Geheimnisvolle Lebendigkeit
Ausstellung: Wachswerke von Michael Jochinke im Katharina-Luther-Haus
Gütersloh. Als „Wiedererinnerung vorgängiger Ausdrucksweisen, Malen und Zeichnen“ erlebt der Paderborner Michael Jochinke den bildnerischen Umgang mit dem Material Wachs und benennt seine Tafeln als einen vorläufigen Versammlungsort dessen. Unter dem Titel „Wachswerke 2006-2009“ ist im Eingangsbereich des Katharina-Luther-Hauses derzeit eine Auswahl seiner strukturreichen, abstrakten Werke zu sehen.
Seit 2005 arbeitet der Grafik-Designer und Diplom-Pädagoge mit Wachstafeln. Buchseiten, Holz-Fundstücke, Zeichen arbeitet Jochinke impulsiv in sie ein. Sie werden übergossen, gekratzt, Wachsschichten werden übereinander gelegt oder mit Glas vereinigt. Mit der Zeit entstandene Risse und Verformungen beschreiben – trotz der synthetischen Variante des Materials – eine geheimnisvolle Lebendigkeit der Bilder.

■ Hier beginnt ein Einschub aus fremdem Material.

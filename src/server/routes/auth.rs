//! OAuth sign-in, sign-out and the current-user endpoint.

use axum::Json;
use axum::Router;
use axum::extract::{Query, State};
use axum::response::Response;
use axum::routing::get;
use axum_extra::extract::cookie::CookieJar;
use serde::Deserialize;
use subtle::ConstantTimeEq;

use super::found;
use crate::auth::{STATE_COOKIE, Session, generate_state};
use crate::db::User;
use crate::error::{ApiError, AuthError};
use crate::server::AppState;

/// Unauthenticated OAuth endpoints, mounted at the root and under `/auth`.
pub fn routes() -> Router<AppState> {
    Router::new()
        .route("/signin", get(sign_in))
        .route("/callback", get(callback))
        .route("/signout", get(sign_out))
        .route("/auth/signin", get(sign_in))
        .route("/auth/callback", get(callback))
        .route("/auth/signout", get(sign_out))
}

/// Endpoints that need a session.
pub fn session_routes() -> Router<AppState> {
    Router::new()
        .route("/user", get(current_user))
        .route("/auth/", get(current_user))
}

#[derive(Debug, Deserialize)]
pub struct CallbackQuery {
    pub state: Option<String>,
    pub code: Option<String>,
}

/// GET /signin - Set the state cookie and redirect to the provider.
pub async fn sign_in(State(state): State<AppState>, jar: CookieJar) -> (CookieJar, Response) {
    let oauth_state = generate_state();
    let location = state.identity.authorization_url(&oauth_state);
    let jar = jar.add(state.cookies.state_cookie(oauth_state));
    (jar, found(&location))
}

/// GET /callback - Finish sign-in and issue the session cookie.
pub async fn callback(
    State(state): State<AppState>,
    jar: CookieJar,
    Query(query): Query<CallbackQuery>,
) -> Result<(CookieJar, Response), ApiError> {
    let expected = jar
        .get(STATE_COOKIE)
        .map(|c| c.value().to_string())
        .ok_or(AuthError::MissingState)?;
    let received = query.state.unwrap_or_default();
    if received.is_empty() || !bool::from(expected.as_bytes().ct_eq(received.as_bytes())) {
        return Err(AuthError::InvalidState.into());
    }

    let code = query
        .code
        .filter(|c| !c.is_empty())
        .ok_or(AuthError::MissingCode)?;

    let identity = state.identity.authenticate(&code).await?;
    let email = identity
        .email
        .filter(|e| !e.is_empty())
        .ok_or(AuthError::MissingEmail)?;

    let Some(allowed) = state.store.find_allowed_user(&email).await? else {
        tracing::info!(email = %email, "Sign-in refused, not on the allow-list");
        return Err(AuthError::NotAllowed.into());
    };

    let picture = identity.picture.unwrap_or_default();
    let user = state
        .store
        .upsert_user(&allowed.email, allowed.role, &picture)
        .await?;
    let token = state.sessions.issue(&user)?;

    tracing::info!(email = %user.email, role = %user.role, "User signed in");
    let jar = jar.add(state.cookies.token_cookie(token));
    Ok((jar, found(&state.config.allow_origin)))
}

/// GET /signout - Clear the session cookie.
pub async fn sign_out(State(state): State<AppState>, jar: CookieJar) -> (CookieJar, Response) {
    let jar = jar.add(state.cookies.clear_token_cookie());
    (jar, found(&state.config.allow_origin))
}

/// GET /user - The stored record for the session's email.
pub async fn current_user(
    State(state): State<AppState>,
    Session(claims): Session,
) -> Result<Json<User>, ApiError> {
    state
        .store
        .find_user(&claims.email)
        .await?
        .map(Json)
        .ok_or_else(|| ApiError::not_found("User not found"))
}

Die Ausstellung wurde am vergangenen Sonntag mit einem Wortgottesdienst eröffnet. Hierbei verwies Hausleiter Markus Bartsch-Mertens auf das Ausstellungs-Konzept des Katharina-Luther-Hauses: Den pflegedürftigen Bewohnern und der Gütersloher Öffentlichkeit soll im Rahmen von barrierefreier Teilhabe der Zugang zur Kunst ermöglicht werden. Künstler aus Ostwestfalen bilden in einem gemeinwesentlichen Sinn den Schwerpunkt der jährlichen Ausstellungen.
Das Katharina-Luther-Haus zeigt die Werke von Michael Jochinke noch bis zum 30. April 2010.